A person can practice to die. Not by imagining the heart quitting, but by constant letting go. This isn’t the reason to do this constant letting go, to prepare for death. That is a secondary outcome. The reason to do it, to let go of everything that comes, is so you can live life as a free being. Actually, letting go is not really the thing. The thing is to not hold on in the first place. Letting go can’t happen if there has been no prior holding on. Talk about free.
A person can also practice holding on. Talk about not free. Often it feels like what happens is that the thing holds on to us. Like, say I’ve never forgotten the pain of the loss of this certain man in my life. It sure does seem as though the thing has held on to me. I prefer to see it that way, that it has stuck like flypaper to me, not that I have kept my fingers curled tight around it. It: the memory of his face, voice, body; the fact that I never had him in the daily way I wanted him. I carried that around in my fist for a long, long time, having no idea it could be put down, or how much energy was going into holding tight to it.
Until one day it all revisited me, and it taught me about itself. I was in the kitchen when it happened. It all came full force into me, not the memory of him exactly, not the data, but the feeling of it, the consuming quality of loving, missing, wanting, grieving. It poured into me, took up residence in my body, shook me, pulled ancient tears up out of me. Then it was gone. For good gone. I knew it. It was like it had come back for the purpose of teaching me something. Not teaching me about him, or about love and the force of loss. But teaching me about the power of choice, a power I’d always had but didn’t know it. Not the choice to love, but the choice to carry a thing with you, long after it no longer applies. And the pain that comes with that choice to carry.

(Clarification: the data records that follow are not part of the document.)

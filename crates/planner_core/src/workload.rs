//! Weekly workload aggregation.
//!
//! Time entries are bucketed into ISO weeks (Monday to Sunday) per consultant
//! and compared against each consultant's weekly capacity. Everything here is
//! a pure function over an already loaded snapshot.

use crate::dates::{add_days, days_between, week_start};
use crate::error::AppError;
use crate::model::{
    Consultant, LoadLevel, Project, ProjectStatus, Task, TaskStatus, TimeEntry, WorkloadRecord,
};
use serde::{Deserialize, Serialize};
use std::collections::{BTreeMap, BTreeSet, HashMap, HashSet};
use time::Date;
use tracing::debug;

/// Capacity fractions above which a week is classified at each level.
///
/// Comparisons are strict: with the defaults a consultant booked for exactly
/// their capacity is `High`, anything above it is `Overloaded`.
#[derive(Debug, Clone, Copy, PartialEq, Serialize, Deserialize)]
pub struct LoadThresholds {
    #[serde(default = "default_overloaded")]
    pub overloaded: f64,
    #[serde(default = "default_high")]
    pub high: f64,
    #[serde(default = "default_normal")]
    pub normal: f64,
}

fn default_overloaded() -> f64 {
    1.0
}

fn default_high() -> f64 {
    0.8
}

fn default_normal() -> f64 {
    0.4
}

impl Default for LoadThresholds {
    fn default() -> Self {
        Self {
            overloaded: default_overloaded(),
            high: default_high(),
            normal: default_normal(),
        }
    }
}

impl LoadThresholds {
    pub fn validate(&self) -> Result<(), AppError> {
        let values = [self.normal, self.high, self.overloaded];
        if values.iter().any(|value| !value.is_finite() || *value < 0.0) {
            return Err(AppError::invalid_input(
                "thresholds must be finite and non-negative",
            ));
        }
        if self.normal > self.high || self.high > self.overloaded {
            return Err(AppError::invalid_input(
                "thresholds must satisfy normal <= high <= overloaded",
            ));
        }
        Ok(())
    }
}

pub fn classify(total_hours: f64, weekly_hours: f64, thresholds: &LoadThresholds) -> LoadLevel {
    if total_hours > thresholds.overloaded * weekly_hours {
        LoadLevel::Overloaded
    } else if total_hours > thresholds.high * weekly_hours {
        LoadLevel::High
    } else if total_hours > thresholds.normal * weekly_hours {
        LoadLevel::Normal
    } else {
        LoadLevel::Low
    }
}

/// Booked hours as a percentage of capacity.
pub fn utilization(total_hours: f64, weekly_hours: f64) -> f64 {
    if weekly_hours > 0.0 {
        total_hours / weekly_hours * 100.0
    } else {
        0.0
    }
}

/// Mondays of the `week_count` weeks starting with the one containing `anchor`.
pub fn week_starts(anchor: Date, week_count: u32) -> Result<Vec<Date>, AppError> {
    let first = week_start(anchor)
        .ok_or_else(|| AppError::invalid_input("anchor date is out of range"))?;
    (0..i64::from(week_count))
        .map(|index| {
            add_days(first, index * 7)
                .ok_or_else(|| AppError::invalid_input("week range is out of range"))
        })
        .collect()
}

pub fn aggregate(
    entries: &[TimeEntry],
    consultants: &[Consultant],
    week_count: u32,
    anchor: Date,
) -> Result<Vec<WorkloadRecord>, AppError> {
    for entry in entries {
        if !entry.hours.is_finite() || entry.hours < 0.0 {
            return Err(AppError::invalid_entry(format!(
                "time entry for {} on {} has invalid hours {}",
                entry.consultant_id, entry.work_date, entry.hours
            )));
        }
    }
    for consultant in consultants {
        if !consultant.weekly_hours.is_finite() || consultant.weekly_hours <= 0.0 {
            return Err(AppError::invalid_entry(format!(
                "consultant {} has invalid weekly hours {}",
                consultant.id, consultant.weekly_hours
            )));
        }
    }

    let weeks = week_starts(anchor, week_count)?;
    let Some(&first) = weeks.first() else {
        return Ok(Vec::new());
    };
    let weeks_len = weeks.len() as i64;

    let mut order: Vec<&str> = Vec::new();
    let mut rows: HashMap<&str, Vec<f64>> = HashMap::new();
    for consultant in consultants {
        if !rows.contains_key(consultant.id.as_str()) {
            order.push(consultant.id.as_str());
            rows.insert(consultant.id.as_str(), vec![0.0; weeks.len()]);
        }
    }

    for entry in entries {
        let offset = days_between(first, entry.work_date);
        let index = offset.div_euclid(7);
        if offset < 0 || index >= weeks_len {
            debug!(
                consultant_id = %entry.consultant_id,
                work_date = %entry.work_date,
                "time entry outside requested weeks"
            );
            continue;
        }

        let row = rows.entry(entry.consultant_id.as_str()).or_insert_with(|| {
            order.push(entry.consultant_id.as_str());
            vec![0.0; weeks.len()]
        });
        row[index as usize] += entry.hours;
    }

    let mut records = Vec::with_capacity(order.len() * weeks.len());
    for consultant_id in order {
        let Some(row) = rows.get(consultant_id) else {
            continue;
        };
        for (week, total_hours) in weeks.iter().zip(row) {
            records.push(WorkloadRecord {
                consultant_id: consultant_id.to_string(),
                week_start: *week,
                total_hours: *total_hours,
            });
        }
    }

    debug!(
        weeks = weeks.len(),
        records = records.len(),
        "aggregated weekly workload"
    );
    Ok(records)
}

/// Logged effort against a task's estimate.
#[derive(Debug, Clone, PartialEq, Serialize, Deserialize)]
pub struct TaskTimeSummary {
    pub task_id: String,
    pub project_id: Option<String>,
    pub task_name: String,
    pub estimated_hours: f64,
    pub actual_hours: f64,
    pub status: TaskStatus,
    pub work_days: usize,
    pub over_estimate: bool,
}

pub fn task_time_summaries(tasks: &[Task], entries: &[TimeEntry]) -> Vec<TaskTimeSummary> {
    let mut logged: HashMap<&str, (f64, BTreeSet<Date>)> = HashMap::new();
    for entry in entries {
        let Some(task_id) = entry.task_id.as_deref() else {
            continue;
        };
        let slot = logged.entry(task_id).or_default();
        slot.0 += entry.hours;
        slot.1.insert(entry.work_date);
    }

    tasks
        .iter()
        .map(|task| {
            let (actual_hours, work_days) = logged
                .get(task.id.as_str())
                .map(|(hours, days)| (*hours, days.len()))
                .unwrap_or((0.0, 0));
            TaskTimeSummary {
                task_id: task.id.clone(),
                project_id: task.project_id.clone(),
                task_name: task.name.clone(),
                estimated_hours: task.estimated_hours,
                actual_hours,
                status: task.status,
                work_days,
                over_estimate: actual_hours > task.estimated_hours,
            }
        })
        .collect()
}

/// Hours booked across the team in one week.
#[derive(Debug, Clone, PartialEq, Serialize, Deserialize)]
pub struct WeeklyTotal {
    pub week_start: Date,
    pub total_hours: f64,
}

/// Sum aggregated records per week, optionally for a single consultant.
/// Weeks come out ascending.
pub fn weekly_totals(records: &[WorkloadRecord], consultant_id: Option<&str>) -> Vec<WeeklyTotal> {
    let mut totals: BTreeMap<Date, f64> = BTreeMap::new();
    for record in records {
        if consultant_id.is_some_and(|id| id != record.consultant_id) {
            continue;
        }
        *totals.entry(record.week_start).or_default() += record.total_hours;
    }

    totals
        .into_iter()
        .map(|(week_start, total_hours)| WeeklyTotal {
            week_start,
            total_hours,
        })
        .collect()
}

#[derive(Debug, Clone, PartialEq, Serialize, Deserialize)]
pub struct ConsultantSummary {
    pub consultant_id: String,
    pub consultant_name: String,
    pub active_projects: usize,
    pub pending_hours: f64,
}

/// Per consultant: how many active projects they hold a task in, and the
/// estimated hours of their tasks that are not completed yet.
pub fn consultant_summaries(
    consultants: &[Consultant],
    projects: &[Project],
    tasks: &[Task],
) -> Vec<ConsultantSummary> {
    let active: HashSet<&str> = projects
        .iter()
        .filter(|project| project.status == ProjectStatus::Active)
        .map(|project| project.id.as_str())
        .collect();

    let mut seen = HashSet::new();
    consultants
        .iter()
        .filter(|consultant| seen.insert(consultant.id.as_str()))
        .map(|consultant| {
            let assigned: Vec<&Task> = tasks
                .iter()
                .filter(|task| task.consultant_id.as_deref() == Some(consultant.id.as_str()))
                .collect();
            let active_projects = assigned
                .iter()
                .filter_map(|task| task.project_id.as_deref())
                .filter(|project_id| active.contains(project_id))
                .collect::<HashSet<_>>()
                .len();
            let pending_hours = assigned
                .iter()
                .filter(|task| task.status != TaskStatus::Completed)
                .map(|task| task.estimated_hours)
                .sum();

            ConsultantSummary {
                consultant_id: consultant.id.clone(),
                consultant_name: consultant.name.clone(),
                active_projects,
                pending_hours,
            }
        })
        .collect()
}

That day, the day it all came back to me, and left for good, he wasn’t the only thing that came back. There was my father’s death, and there was my break-up with my husband, and there was the torment of my child’s difficult youth, and there was a woman who had once maddened me with jealousy because someone I dearly loved loved her. This went on for several hours, one powerful episode after another. Each came back to me, re-entered me, with the full force of how it had been, with how tightly I had held to it, with how I had ever afterward let it define me. I cried so much that afternoon I thought my body would run dry. It was as if the force of this thing had control over me, one relived experience after another coming to throttle me, to show me how much suffering it carried with it. Each in turn came, in its fullness, and then — it was gone, never, I knew, to return. That is how it was. I was being emptied. I understood this to be the case. Letting go was practicing on me, on all the gigantic stories from which my life and my sense of self had been constructed.

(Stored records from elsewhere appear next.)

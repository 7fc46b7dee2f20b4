use std::path::PathBuf;
use std::process::Command;
use std::time::{SystemTime, UNIX_EPOCH};

fn temp_path(file_name: &str) -> PathBuf {
    let nanos = SystemTime::now()
        .duration_since(UNIX_EPOCH)
        .unwrap()
        .as_nanos();
    std::env::temp_dir().join(format!("planner-{nanos}-{file_name}"))
}

fn write_snapshot(path: &PathBuf) {
    let content = serde_json::json!({
        "schema_version": 2,
        "consultants": [
            { "id": "c-1", "name": "Ada", "weekly_hours": 40 },
            { "id": "c-2", "name": "Grace", "weekly_hours": 20 }
        ],
        "time_entries": [
            { "consultant_id": "c-1", "hours": 9, "work_date": "2024-03-04" },
            { "consultant_id": "c-1", "hours": 9, "work_date": "2024-03-05" },
            { "consultant_id": "c-1", "hours": 9, "work_date": "2024-03-06" },
            { "consultant_id": "c-1", "hours": 9, "work_date": "2024-03-07" },
            { "consultant_id": "c-1", "hours": 9, "work_date": "2024-03-08" },
            { "consultant_id": "c-2", "hours": 17, "work_date": "2024-03-13" }
        ]
    });
    std::fs::write(path, serde_json::to_string_pretty(&content).unwrap()).unwrap();
}

fn run(args: &[&str], snapshot: &PathBuf, config: &PathBuf) -> std::process::Output {
    Command::new(env!("CARGO_BIN_EXE_planner"))
        .args(args)
        .env("PLANNER_SNAPSHOT_PATH", snapshot)
        .env("PLANNER_CONFIG_PATH", config)
        .output()
        .expect("failed to run planner")
}

#[test]
fn workload_json_reports_levels_per_week() {
    let snapshot = temp_path("cli-workload.json");
    let config = temp_path("cli-workload-config.json");
    write_snapshot(&snapshot);

    let output = run(
        &["workload", "--weeks", "2", "--from", "2024-03-06", "--json"],
        &snapshot,
        &config,
    );
    std::fs::remove_file(&snapshot).ok();

    assert!(output.status.success());
    let report: serde_json::Value = serde_json::from_slice(&output.stdout).unwrap();
    assert_eq!(report["weeks"][0], "2024-03-04");
    assert_eq!(report["weeks"][1], "2024-03-11");
    assert_eq!(report["rows"][0]["consultant_name"], "Ada");
    assert_eq!(report["rows"][0]["weeks"][0]["total_hours"], 45.0);
    assert_eq!(report["rows"][0]["weeks"][0]["level"], "overloaded");
    assert_eq!(report["rows"][1]["weeks"][1]["level"], "high");
}

#[test]
fn workload_threshold_override_changes_classification() {
    let snapshot = temp_path("cli-workload-override.json");
    let config = temp_path("cli-workload-override-config.json");
    write_snapshot(&snapshot);

    let output = run(
        &[
            "workload",
            "--weeks",
            "2",
            "--from",
            "2024-03-04",
            "--json",
            "--config-override",
            "thresholds.high=0.9",
        ],
        &snapshot,
        &config,
    );
    std::fs::remove_file(&snapshot).ok();

    assert!(output.status.success());
    let report: serde_json::Value = serde_json::from_slice(&output.stdout).unwrap();
    assert_eq!(report["rows"][1]["weeks"][1]["level"], "normal");
}

#[test]
fn workload_plain_text_lists_alerts() {
    let snapshot = temp_path("cli-workload-plain.json");
    let config = temp_path("cli-workload-plain-config.json");
    write_snapshot(&snapshot);

    let output = run(
        &["workload", "--weeks", "1", "--from", "2024-03-04"],
        &snapshot,
        &config,
    );
    std::fs::remove_file(&snapshot).ok();

    assert!(output.status.success());
    let stdout = String::from_utf8_lossy(&output.stdout);
    assert!(stdout.contains("Week of 2024-03-04"));
    assert!(stdout.contains("45/40 overloaded"));
    assert!(stdout.contains("overloaded: Ada week of 2024-03-04"));
}

#[test]
fn workload_rejects_negative_hours() {
    let snapshot = temp_path("cli-workload-negative.json");
    let config = temp_path("cli-workload-negative-config.json");
    let content = serde_json::json!({
        "schema_version": 2,
        "consultants": [{ "id": "c-1", "name": "Ada", "weekly_hours": 40 }],
        "time_entries": [
            { "consultant_id": "c-1", "hours": -3, "work_date": "2024-03-04" }
        ]
    });
    std::fs::write(&snapshot, content.to_string()).unwrap();

    let output = run(
        &["workload", "--from", "2024-03-04"],
        &snapshot,
        &config,
    );
    std::fs::remove_file(&snapshot).ok();

    assert!(!output.status.success());
    let stderr = String::from_utf8_lossy(&output.stderr);
    assert!(stderr.contains("ERROR: invalid_entry"));
}

#[test]
fn workload_rejects_bad_override() {
    let snapshot = temp_path("cli-workload-bad-override.json");
    let config = temp_path("cli-workload-bad-override-config.json");
    write_snapshot(&snapshot);

    let output = run(
        &["workload", "--config-override", "thresholds.normal=0.95"],
        &snapshot,
        &config,
    );
    std::fs::remove_file(&snapshot).ok();

    assert!(!output.status.success());
    let stderr = String::from_utf8_lossy(&output.stderr);
    assert!(stderr.contains("normal <= high <= overloaded"));
}

#[test]
fn workload_totals_sum_the_team_per_week() {
    let snapshot = temp_path("cli-workload-totals.json");
    let config = temp_path("cli-workload-totals-config.json");
    write_snapshot(&snapshot);

    let team = run(
        &["workload", "--weeks", "2", "--from", "2024-03-04", "--totals", "--json"],
        &snapshot,
        &config,
    );
    let grace = run(
        &[
            "workload",
            "--weeks",
            "2",
            "--from",
            "2024-03-04",
            "--totals",
            "--consultant",
            "c-2",
            "--json",
        ],
        &snapshot,
        &config,
    );
    let plain = run(
        &["workload", "--weeks", "1", "--from", "2024-03-04", "--totals"],
        &snapshot,
        &config,
    );
    std::fs::remove_file(&snapshot).ok();

    assert!(team.status.success());
    let totals: serde_json::Value = serde_json::from_slice(&team.stdout).unwrap();
    assert_eq!(totals[0]["week_start"], "2024-03-04");
    assert_eq!(totals[0]["total_hours"], 45.0);
    assert_eq!(totals[1]["total_hours"], 17.0);

    assert!(grace.status.success());
    let totals: serde_json::Value = serde_json::from_slice(&grace.stdout).unwrap();
    assert_eq!(totals[0]["total_hours"], 0.0);
    assert_eq!(totals[1]["total_hours"], 17.0);

    assert!(plain.status.success());
    assert!(String::from_utf8_lossy(&plain.stdout).contains("Week of 2024-03-04"));
}

#[test]
fn workload_consultant_filter_requires_totals() {
    let snapshot = temp_path("cli-workload-filter.json");
    let config = temp_path("cli-workload-filter-config.json");
    write_snapshot(&snapshot);

    let output = run(&["workload", "--consultant", "c-2"], &snapshot, &config);
    let unknown = run(
        &["workload", "--totals", "--consultant", "c-9"],
        &snapshot,
        &config,
    );
    std::fs::remove_file(&snapshot).ok();

    assert!(!output.status.success());
    assert!(String::from_utf8_lossy(&output.stderr).starts_with("ERROR: invalid_input"));
    assert!(!unknown.status.success());
    assert!(String::from_utf8_lossy(&unknown.stderr).contains("consultant not found"));
}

Because I realized, as each thing came, that it was a kind of last hurrah, there was a strange poignancy about its coming and going. Even though so much of what came that day, what burned through me, had to do with painful history, it had also been — for so many years — the way I could tell I was alive. It was the stuff of poems. It was what a person could know me by. When I became close with someone, these stories were what I had to tell, the long and complicated stories of what I had gone through. What I had survived. What had changed me. It was as if I were saying, if you don’t know this story, you don’t know me.
That was how I always was: my stories were who I was. That day they came back and then left, and I knew were leaving for good, I felt a wistfulness, that all of that history was truly history now. But I also felt light, incredibly light, and free. Unburdened. It wasn’t exactly that I had let all those things go. Not that exactly. It was that who I had been wasn’t there anymore. I had changed. The person I had been had left with all those dramatic events that had defined her. She was a memory too, like they were. Now, in the aftermath, I was just standing in my kitchen, dry-eyed, marveling. Utterly empty. Free.